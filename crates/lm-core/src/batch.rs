//! # Batching
//!
//! Bulk operations (expiration processing, notification fan-out) work in
//! fixed-size batches so that a single call never touches an unbounded
//! number of records.

/// Split `items` into consecutive batches of at most `size` elements.
///
/// A `size` of zero is treated as one; the last batch may be shorter.
pub fn chunks<T>(items: &[T], size: usize) -> std::slice::Chunks<'_, T> {
    items.chunks(size.max(1))
}
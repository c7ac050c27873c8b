//! # lm-cli: License Manager Command-Line Tool
//!
//! Offline helpers over the same domain crates the API serves from.
//!
//! ## Subcommands
//!
//! - `lm validate`: Load a seed file and report what it would create.
//! - `lm revocation-cap`: Revocations a plan of a given size may apply.
//! - `lm activation-link`: The learner portal link for an activation key.
//! - `lm expirations`: Ordered plan expirations of one enterprise.
//!
//! ```bash
//! lm validate seed.yaml
//! lm revocation-cap --licenses 250 --percentage 5 --applied 3
//! lm activation-link --slug acme --key 6f1c3f2e-6a55-4d9f-8a9e-1c9d0c1b2a3f
//! lm expirations seed.yaml --slug acme --today 2026-06-01
//! ```
//!
//! Handlers return a process exit code and leave printing of errors to
//! `main`.

pub mod activation;
pub mod expirations;
pub mod revocation;
pub mod validate;

use std::path::Path;

use anyhow::{Context, Result};
use lm_core::Timestamp;
use lm_state::{SeedFile, SubscriptionRegistry};

/// Load a seed file and build the registry it describes.
pub fn load_registry(path: &Path) -> Result<(SeedFile, SubscriptionRegistry)> {
    let seed = SeedFile::load(path)?;
    let registry = seed
        .into_registry(Timestamp::now())
        .with_context(|| format!("seed file {} is inconsistent", path.display()))?;
    Ok((seed, registry))
}

#[cfg(test)]
pub(crate) mod fixtures {
    use std::io::Write;

    pub const SEED: &str = r#"
agreements:
  - enterprise_customer_uuid: 4f1c0b7e-5a1d-4a53-9d55-2d6a8c3b9e10
    enterprise_customer_slug: acme
    enterprise_customer_name: Acme Corp
    default_enterprise_catalog_uuid: 0d5e0a5c-8f4b-4c62-a8b4-5f0f7b7d2c11
    plans:
      - title: Annual
        start_date: 2026-01-01
        expiration_date: 2026-12-31
        salesforce_opportunity_id: 0060M00000abcdeXYZ
        netsuite_product_id: 101
        num_licenses: 50
        is_active: true
      - title: Pilot
        start_date: 2025-01-01
        expiration_date: 2025-06-30
        salesforce_opportunity_id: 0060M00000abcdeXYZ
        netsuite_product_id: 101
        num_licenses: 5
renewals:
  - enterprise_customer_slug: acme
    prior_plan_title: Annual
    salesforce_opportunity_id: 0060M00000zyxwvABC
    number_of_licenses: 60
    effective_date: 2027-01-01
    renewed_expiration_date: 2027-12-31
"#;

    pub fn seed_file(contents: &str) -> tempfile::NamedTempFile {
        let mut file = tempfile::NamedTempFile::new().unwrap();
        file.write_all(contents.as_bytes()).unwrap();
        file
    }
}
//! # Enterprise Catalog HTTP Client
//!
//! [`ContentCatalog`] backed by the enterprise catalog service:
//!
//! ```text
//! GET {base_url}/api/v1/enterprise-catalogs/{catalog}/contains_content_items/?course_run_ids=...
//! → {"contains_content_items": true}
//! ```
//!
//! ## Error Handling
//!
//! Transport failures, timeouts, and 5xx answers become
//! [`CatalogError::Unavailable`]. Other non-success answers and bodies
//! that do not parse become [`CatalogError::BadResponse`]. A 404 means the
//! catalog does not exist and so contains nothing.
//!
//! The trait method blocks on the current Tokio runtime and must run on a
//! blocking thread (`tokio::task::spawn_blocking`).

use std::time::Duration;

use reqwest::StatusCode;
use serde::Deserialize;

use lm_core::EnterpriseCatalogId;
use lm_state::{CatalogError, ContentCatalog};

const DEFAULT_TIMEOUT_SECS: u64 = 30;

/// Connection settings for the enterprise catalog service.
///
/// Custom `Debug` redacts the API token.
#[derive(Clone, PartialEq, Eq)]
pub struct EnterpriseCatalogConfig {
    /// Service root, e.g. `https://catalog.example.com`.
    pub base_url: String,
    /// Bearer token sent on every request.
    pub api_token: Option<String>,
    pub timeout_secs: u64,
}

impl std::fmt::Debug for EnterpriseCatalogConfig {
    fn fmt(&self, f: &mut std::fmt::Formatter<'_>) -> std::fmt::Result {
        f.debug_struct("EnterpriseCatalogConfig")
            .field("base_url", &self.base_url)
            .field("api_token", &self.api_token.as_ref().map(|_| "[REDACTED]"))
            .field("timeout_secs", &self.timeout_secs)
            .finish()
    }
}

impl EnterpriseCatalogConfig {
    pub fn new(base_url: impl Into<String>) -> Self {
        Self {
            base_url: base_url.into(),
            api_token: None,
            timeout_secs: DEFAULT_TIMEOUT_SECS,
        }
    }

    /// `ENTERPRISE_CATALOG_URL` and the optional
    /// `ENTERPRISE_CATALOG_API_TOKEN`. `None` when no URL is set.
    pub fn from_lookup(lookup: impl Fn(&str) -> Option<String>) -> Option<Self> {
        let base_url = lookup("ENTERPRISE_CATALOG_URL").filter(|u| !u.trim().is_empty())?;
        Some(Self {
            api_token: lookup("ENTERPRISE_CATALOG_API_TOKEN").filter(|t| !t.is_empty()),
            ..Self::new(base_url.trim())
        })
    }
}

#[derive(Debug, Deserialize)]
struct ContainsContentItems {
    contains_content_items: bool,
}

/// HTTP client for catalog containment queries.
#[derive(Debug)]
pub struct HttpContentCatalog {
    client: reqwest::Client,
    base_url: String,
}

impl HttpContentCatalog {
    pub fn new(config: EnterpriseCatalogConfig) -> Result<Self, CatalogError> {
        let mut headers = reqwest::header::HeaderMap::new();
        if let Some(token) = &config.api_token {
            headers.insert(
                reqwest::header::AUTHORIZATION,
                reqwest::header::HeaderValue::from_str(&format!("Bearer {token}"))
                    .map_err(|_| CatalogError::Unavailable("invalid API token characters".into()))?,
            );
        }
        let client = reqwest::Client::builder()
            .timeout(Duration::from_secs(config.timeout_secs))
            .default_headers(headers)
            .build()
            .map_err(|e| CatalogError::Unavailable(format!("failed to build HTTP client: {e}")))?;
        let base_url = config.base_url.trim_end_matches('/').to_string();
        Ok(Self { client, base_url })
    }

    pub fn base_url(&self) -> &str {
        &self.base_url
    }

    async fn fetch(
        &self,
        catalog: &EnterpriseCatalogId,
        content_ids: &[String],
    ) -> Result<bool, CatalogError> {
        let url = format!(
            "{}/api/v1/enterprise-catalogs/{}/contains_content_items/",
            self.base_url, catalog
        );
        let query: Vec<(&str, &str)> = content_ids
            .iter()
            .map(|id| ("course_run_ids", id.as_str()))
            .collect();

        let resp = self.client.get(&url).query(&query).send().await.map_err(|e| {
            if e.is_timeout() {
                CatalogError::Unavailable(format!("GET {url} timed out"))
            } else {
                CatalogError::Unavailable(format!("GET {url}: {e}"))
            }
        })?;

        let status = resp.status();
        if status == StatusCode::NOT_FOUND {
            tracing::debug!(%catalog, "catalog not found upstream");
            return Ok(false);
        }
        if status.is_server_error() {
            return Err(CatalogError::Unavailable(format!("GET {url}: HTTP {status}")));
        }
        if !status.is_success() {
            return Err(CatalogError::BadResponse(format!("GET {url}: HTTP {status}")));
        }

        let body: ContainsContentItems = resp
            .json()
            .await
            .map_err(|e| CatalogError::BadResponse(format!("GET {url}: {e}")))?;
        Ok(body.contains_content_items)
    }
}

impl ContentCatalog for HttpContentCatalog {
    fn contains_content_items(
        &self,
        catalog: &EnterpriseCatalogId,
        content_ids: &[String],
    ) -> Result<bool, CatalogError> {
        if content_ids.is_empty() {
            return Err(CatalogError::EmptyQuery);
        }
        let rt = tokio::runtime::Handle::try_current().map_err(|_| {
            CatalogError::Unavailable("no async runtime available for HTTP request".into())
        })?;
        rt.block_on(self.fetch(catalog, content_ids))
    }
}

#[cfg(test)]
mod tests {
    use super::*;
    use std::collections::HashMap;

    fn lookup(pairs: &[(&str, &str)]) -> impl Fn(&str) -> Option<String> {
        let map: HashMap<String, String> = pairs
            .iter()
            .map(|(k, v)| (k.to_string(), v.to_string()))
            .collect();
        move |key| map.get(key).cloned()
    }

    #[test]
    fn config_absent_without_url() {
        assert!(EnterpriseCatalogConfig::from_lookup(lookup(&[])).is_none());
        assert!(EnterpriseCatalogConfig::from_lookup(lookup(&[("ENTERPRISE_CATALOG_URL", " ")])).is_none());
    }

    #[test]
    fn config_reads_url_and_token() {
        let config = EnterpriseCatalogConfig::from_lookup(lookup(&[
            ("ENTERPRISE_CATALOG_URL", "https://catalog.example.com/"),
            ("ENTERPRISE_CATALOG_API_TOKEN", "tok"),
        ]))
        .unwrap();
        assert_eq!(config.base_url, "https://catalog.example.com/");
        assert_eq!(config.api_token.as_deref(), Some("tok"));
        assert_eq!(config.timeout_secs, 30);
        assert!(format!("{config:?}").contains("[REDACTED]"));
    }

    #[test]
    fn trailing_slash_trimmed() {
        let catalog =
            HttpContentCatalog::new(EnterpriseCatalogConfig::new("https://catalog.example.com/")).unwrap();
        assert_eq!(catalog.base_url(), "https://catalog.example.com");
    }

    #[test]
    fn empty_query_rejected_before_any_request() {
        let catalog =
            HttpContentCatalog::new(EnterpriseCatalogConfig::new("http://127.0.0.1:9")).unwrap();
        assert_eq!(
            catalog.contains_content_items(&EnterpriseCatalogId::new(), &[]),
            Err(CatalogError::EmptyQuery)
        );
    }

    #[test]
    fn no_runtime_is_unavailable() {
        let catalog =
            HttpContentCatalog::new(EnterpriseCatalogConfig::new("http://127.0.0.1:9")).unwrap();
        assert!(matches!(
            catalog.contains_content_items(&EnterpriseCatalogId::new(), &["x".to_string()]),
            Err(CatalogError::Unavailable(_))
        ));
    }
}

___

Assigned task - Report each line of the entries where the word "revocation" occurs.

Response area -
//! - `lm revocation-cap`: Revocations a plan of a given size may apply.
//! lm revocation-cap --licenses 250 --percentage 5 --applied 3
pub mod revocation;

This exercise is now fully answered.